INSTRUCTIONS TO FOLLOW: Transcribe, word for word and without additions, each line below from the one containing "unordered label pairs." through the one containing "total += 1;", both ends included.

==== INFORMATION SHOWN ====

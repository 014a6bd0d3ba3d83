//! Coding studies: fixed token positions, one label per rater.

use std::collections::BTreeSet;
use std::ops::Range;
use std::str::FromStr;

use serde::{Deserialize, Serialize};

use crate::error::Error;
use crate::study::null_sentinel;

/// Policy for reducing simultaneous multi-label sets at one position into
/// comparable items.
#[derive(Debug, Clone, Copy, PartialEq, Eq, Serialize, Deserialize)]
pub enum SetSelectionStrategy {
    /// One item per Cartesian-product tuple of the raters' candidate sets.
    All,
    /// Only the tuple with the highest pairwise-averaged nominal
    /// agreement; ties go to the lexicographically smallest tuple.
    Max,
    /// One item per distinct label across all raters' sets; raters holding
    /// the label contribute it, the rest contribute their sentinel.
    Match,
}

impl Default for SetSelectionStrategy {
    fn default() -> Self {
        SetSelectionStrategy::Max
    }
}

impl std::fmt::Display for SetSelectionStrategy {
    fn fmt(&self, f: &mut std::fmt::Formatter<'_>) -> std::fmt::Result {
        let name = match self {
            SetSelectionStrategy::All => "ALL",
            SetSelectionStrategy::Max => "MAX",
            SetSelectionStrategy::Match => "MATCH",
        };
        write!(f, "{name}")
    }
}

impl FromStr for SetSelectionStrategy {
    type Err = Error;

    fn from_str(s: &str) -> Result<Self, Self::Err> {
        match s.to_ascii_uppercase().as_str() {
            "ALL" => Ok(SetSelectionStrategy::All),
            "MAX" => Ok(SetSelectionStrategy::Max),
            "MATCH" => Ok(SetSelectionStrategy::Match),
            other => Err(Error::parse(format!(
                "unknown set-selection strategy: {other}"
            ))),
        }
    }
}

/// One comparable unit: the ordered per-rater category labels at a
/// position. Silent raters hold their [`null_sentinel`].
#[derive(Debug, Clone, PartialEq, Eq, Serialize, Deserialize)]
pub struct CodingItem {
    labels: Vec<String>,
}

impl CodingItem {
    /// Build an item from per-rater labels.
    #[must_use]
    pub fn new(labels: Vec<String>) -> Self {
        Self { labels }
    }

    /// The per-rater labels, index-aligned with the study's rater order.
    #[must_use]
    pub fn labels(&self) -> &[String] {
        &self.labels
    }

    /// Number of rater slots.
    #[must_use]
    pub fn rater_count(&self) -> usize {
        self.labels.len()
    }

    /// Fraction of rater pairs that assigned the same label, in `[0, 1]`.
    #[must_use]
    pub fn pairwise_agreement(&self) -> f64 {
        pairwise_nominal_agreement(&self.labels)
    }
}

/// Average nominal agreement over all unordered label pairs.
pub(crate) fn pairwise_nominal_agreement<S: AsRef<str>>(labels: &[S]) -> f64 {
    let n = labels.len();
    if n < 2 {
        return 1.0;
    }
    let mut agree = 0usize;
    let mut total = 0usize;
    for i in 0..n {
        for j in (i + 1)..n {
            total += 1;
            if labels[i].as_ref() == labels[j].as_ref() {
                agree += 1;
            }
        }
    }
    agree as f64 / total as f64
}

/// A categorical study: a bag of [`CodingItem`]s with a fixed rater count.
#[derive(Debug, Clone, Default, Serialize, Deserialize)]
pub struct CodingStudy {
    rater_count: usize,
    items: Vec<CodingItem>,
}

impl CodingStudy {
    /// Create an empty study for `rater_count` raters.
    #[must_use]
    pub fn new(rater_count: usize) -> Self {
        Self {
            rater_count,
            items: Vec::new(),
        }
    }

    /// Number of raters.
    #[must_use]
    pub fn rater_count(&self) -> usize {
        self.rater_count
    }

    /// The study's items in insertion order.
    #[must_use]
    pub fn items(&self) -> &[CodingItem] {
        &self.items
    }

    /// Number of items.
    #[must_use]
    pub fn len(&self) -> usize {
        self.items.len()
    }

    /// Whether the study holds no items.
    #[must_use]
    pub fn is_empty(&self) -> bool {
        self.items.is_empty()
    }

    /// All labels occurring in the study, sentinels included, sorted.
    #[must_use]
    pub fn labels(&self) -> BTreeSet<&str> {
        self.items
            .iter()
            .flat_map(|item| item.labels.iter().map(String::as_str))
            .collect()
    }

    /// Reduce one position's per-rater candidate sets into items.
    ///
    /// `sets` must be index-aligned with the rater order; an empty set
    /// marks a silent rater. A position where every rater is silent adds
    /// nothing. Returns the index range of the items just added.
    pub fn add_item_sets(
        &mut self,
        sets: &[BTreeSet<String>],
        strategy: SetSelectionStrategy,
    ) -> Range<usize> {
        debug_assert_eq!(sets.len(), self.rater_count);
        let start = self.items.len();
        if sets.iter().all(BTreeSet::is_empty) {
            return start..start;
        }

        match strategy {
            SetSelectionStrategy::All => {
                for tuple in CartesianTuples::new(sets) {
                    self.items.push(CodingItem::new(tuple));
                }
            }
            SetSelectionStrategy::Max => {
                let mut best: Option<(Vec<String>, f64)> = None;
                for tuple in CartesianTuples::new(sets) {
                    let score = pairwise_nominal_agreement(&tuple);
                    // Strict comparison keeps the first (lexicographically
                    // smallest) tuple on ties.
                    if best.as_ref().map_or(true, |(_, b)| score > *b) {
                        best = Some((tuple, score));
                    }
                }
                if let Some((tuple, _)) = best {
                    self.items.push(CodingItem::new(tuple));
                }
            }
            SetSelectionStrategy::Match => {
                let union: BTreeSet<&String> = sets.iter().flatten().collect();
                for label in union {
                    let tuple: Vec<String> = sets
                        .iter()
                        .enumerate()
                        .map(|(rater, set)| {
                            if set.contains(label) {
                                label.clone()
                            } else {
                                null_sentinel(rater)
                            }
                        })
                        .collect();
                    self.items.push(CodingItem::new(tuple));
                }
            }
        }
        start..self.items.len()
    }

    /// Grow the rater count to `rater_count`, filling the new trailing
    /// slots of every existing item with that rater's sentinel.
    ///
    /// Equivalent to having rebuilt the items with the silent raters
    /// present: a sentinel candidate set is a singleton that never matches
    /// another label, so ALL and MATCH outputs gain the same columns and
    /// every MAX tuple's score shifts equally.
    pub fn pad_to(&mut self, rater_count: usize) {
        if rater_count <= self.rater_count {
            return;
        }
        for item in &mut self.items {
            for rater in self.rater_count..rater_count {
                item.labels.push(null_sentinel(rater));
            }
        }
        self.rater_count = rater_count;
    }

    /// Append another study's items, padding both sides to the larger
    /// rater count first.
    pub fn merge(&mut self, mut other: CodingStudy) {
        let target = self.rater_count.max(other.rater_count);
        self.pad_to(target);
        other.pad_to(target);
        self.items.extend(other.items);
    }
}

/// Lexicographic Cartesian-product iterator over per-rater candidate
/// sets. Empty sets stand in for silent raters and yield the sentinel.
struct CartesianTuples {
    choices: Vec<Vec<String>>,
    cursor: Vec<usize>,
    done: bool,
}

impl CartesianTuples {
    fn new(sets: &[BTreeSet<String>]) -> Self {
        let choices: Vec<Vec<String>> = sets
            .iter()
            .enumerate()
            .map(|(rater, set)| {
                if set.is_empty() {
                    vec![null_sentinel(rater)]
                } else {
                    set.iter().cloned().collect()
                }
            })
            .collect();
        let cursor = vec![0; choices.len()];
        let done = choices.is_empty();
        Self {
            choices,
            cursor,
            done,
        }
    }
}

impl Iterator for CartesianTuples {
    type Item = Vec<String>;

    fn next(&mut self) -> Option<Vec<String>> {
        if self.done {
            return None;
        }
        let tuple: Vec<String> = self
            .cursor
            .iter()
            .zip(&self.choices)
            .map(|(&i, choices)| choices[i].clone())
            .collect();

        // Odometer increment, least-significant slot last.
        self.done = true;
        for slot in (0..self.cursor.len()).rev() {
            self.cursor[slot] += 1;
            if self.cursor[slot] < self.choices[slot].len() {
                self.done = false;
                break;
            }
            self.cursor[slot] = 0;
        }
        Some(tuple)
    }
}

#[cfg(test)]
mod tests {
    use super::*;

    fn set(labels: &[&str]) -> BTreeSet<String> {
        labels.iter().map(|s| s.to_string()).collect()
    }

    fn labels(item: &CodingItem) -> Vec<&str> {
        item.labels().iter().map(String::as_str).collect()
    }

    #[test]
    fn test_strategy_parsing() {
        assert_eq!(
            "max".parse::<SetSelectionStrategy>().unwrap(),
            SetSelectionStrategy::Max
        );
        assert!("FIRST".parse::<SetSelectionStrategy>().is_err());
    }

    #[test]
    fn test_all_emits_cartesian_product() {
        let mut study = CodingStudy::new(3);
        let range = study.add_item_sets(
            &[set(&["A", "B"]), set(&["A"]), set(&["A", "C"])],
            SetSelectionStrategy::All,
        );
        assert_eq!(range.len(), 4);
        assert_eq!(labels(&study.items()[0]), vec!["A", "A", "A"]);
        assert_eq!(labels(&study.items()[1]), vec!["A", "A", "C"]);
        assert_eq!(labels(&study.items()[2]), vec!["B", "A", "A"]);
        assert_eq!(labels(&study.items()[3]), vec!["B", "A", "C"]);
    }

    #[test]
    fn test_max_prefers_agreeing_tuple() {
        let mut study = CodingStudy::new(3);
        let range = study.add_item_sets(
            &[set(&["A"]), set(&["A", "B"]), set(&["A"])],
            SetSelectionStrategy::Max,
        );
        assert_eq!(range.len(), 1);
        assert_eq!(labels(&study.items()[0]), vec!["A", "A", "A"]);
    }

    #[test]
    fn test_max_tie_break_is_lexicographic() {
        let mut study = CodingStudy::new(2);
        // Every tuple scores 0; the lexicographically smallest wins.
        study.add_item_sets(
            &[set(&["B", "A"]), set(&["D", "C"])],
            SetSelectionStrategy::Max,
        );
        assert_eq!(labels(&study.items()[0]), vec!["A", "C"]);
    }

    #[test]
    fn test_match_pairs_and_leftovers() {
        let mut study = CodingStudy::new(2);
        let range = study.add_item_sets(
            &[set(&["A", "B"]), set(&["A"])],
            SetSelectionStrategy::Match,
        );
        assert_eq!(range.len(), 2);
        assert_eq!(labels(&study.items()[0]), vec!["A", "A"]);
        assert_eq!(labels(&study.items()[1]), vec!["B", "1<null>"]);
    }

    #[test]
    fn test_match_on_full_agreement() {
        let mut study = CodingStudy::new(3);
        let range = study.add_item_sets(
            &[set(&["A", "B"]), set(&["A", "B"]), set(&["A", "B"])],
            SetSelectionStrategy::Match,
        );
        // max(|sets|) items when all raters agree.
        assert_eq!(range.len(), 2);
        assert_eq!(labels(&study.items()[0]), vec!["A", "A", "A"]);
        assert_eq!(labels(&study.items()[1]), vec!["B", "B", "B"]);
    }

    #[test]
    fn test_silent_rater_gets_sentinel() {
        let mut study = CodingStudy::new(2);
        study.add_item_sets(&[set(&["A"]), set(&[])], SetSelectionStrategy::All);
        assert_eq!(labels(&study.items()[0]), vec!["A", "1<null>"]);
    }

    #[test]
    fn test_all_silent_position_is_skipped() {
        let mut study = CodingStudy::new(2);
        let range = study.add_item_sets(&[set(&[]), set(&[])], SetSelectionStrategy::All);
        assert!(range.is_empty());
        assert!(study.is_empty());
    }

    #[test]
    fn test_pad_and_merge() {
        let mut a = CodingStudy::new(2);
        a.add_item_sets(&[set(&["A"]), set(&["A"])], SetSelectionStrategy::Max);

        let mut b = CodingStudy::new(3);
        b.add_item_sets(
            &[set(&["B"]), set(&["B"]), set(&["B"])],
            SetSelectionStrategy::Max,
        );

        a.merge(b);
        assert_eq!(a.rater_count(), 3);
        assert_eq!(a.len(), 2);
        assert_eq!(labels(&a.items()[0]), vec!["A", "A", "2<null>"]);
        assert_eq!(labels(&a.items()[1]), vec!["B", "B", "B"]);
    }
}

====

EXERCISE ANSWER:
/// Average nominal agreement over all unordered label pairs.
pub(crate) fn pairwise_nominal_agreement<S: AsRef<str>>(labels: &[S]) -> f64 {
    let n = labels.len();
    if n < 2 {
        return 1.0;
    }
    let mut agree = 0usize;
    let mut total = 0usize;
    for i in 0..n {
        for j in (i + 1)..n {
            total += 1;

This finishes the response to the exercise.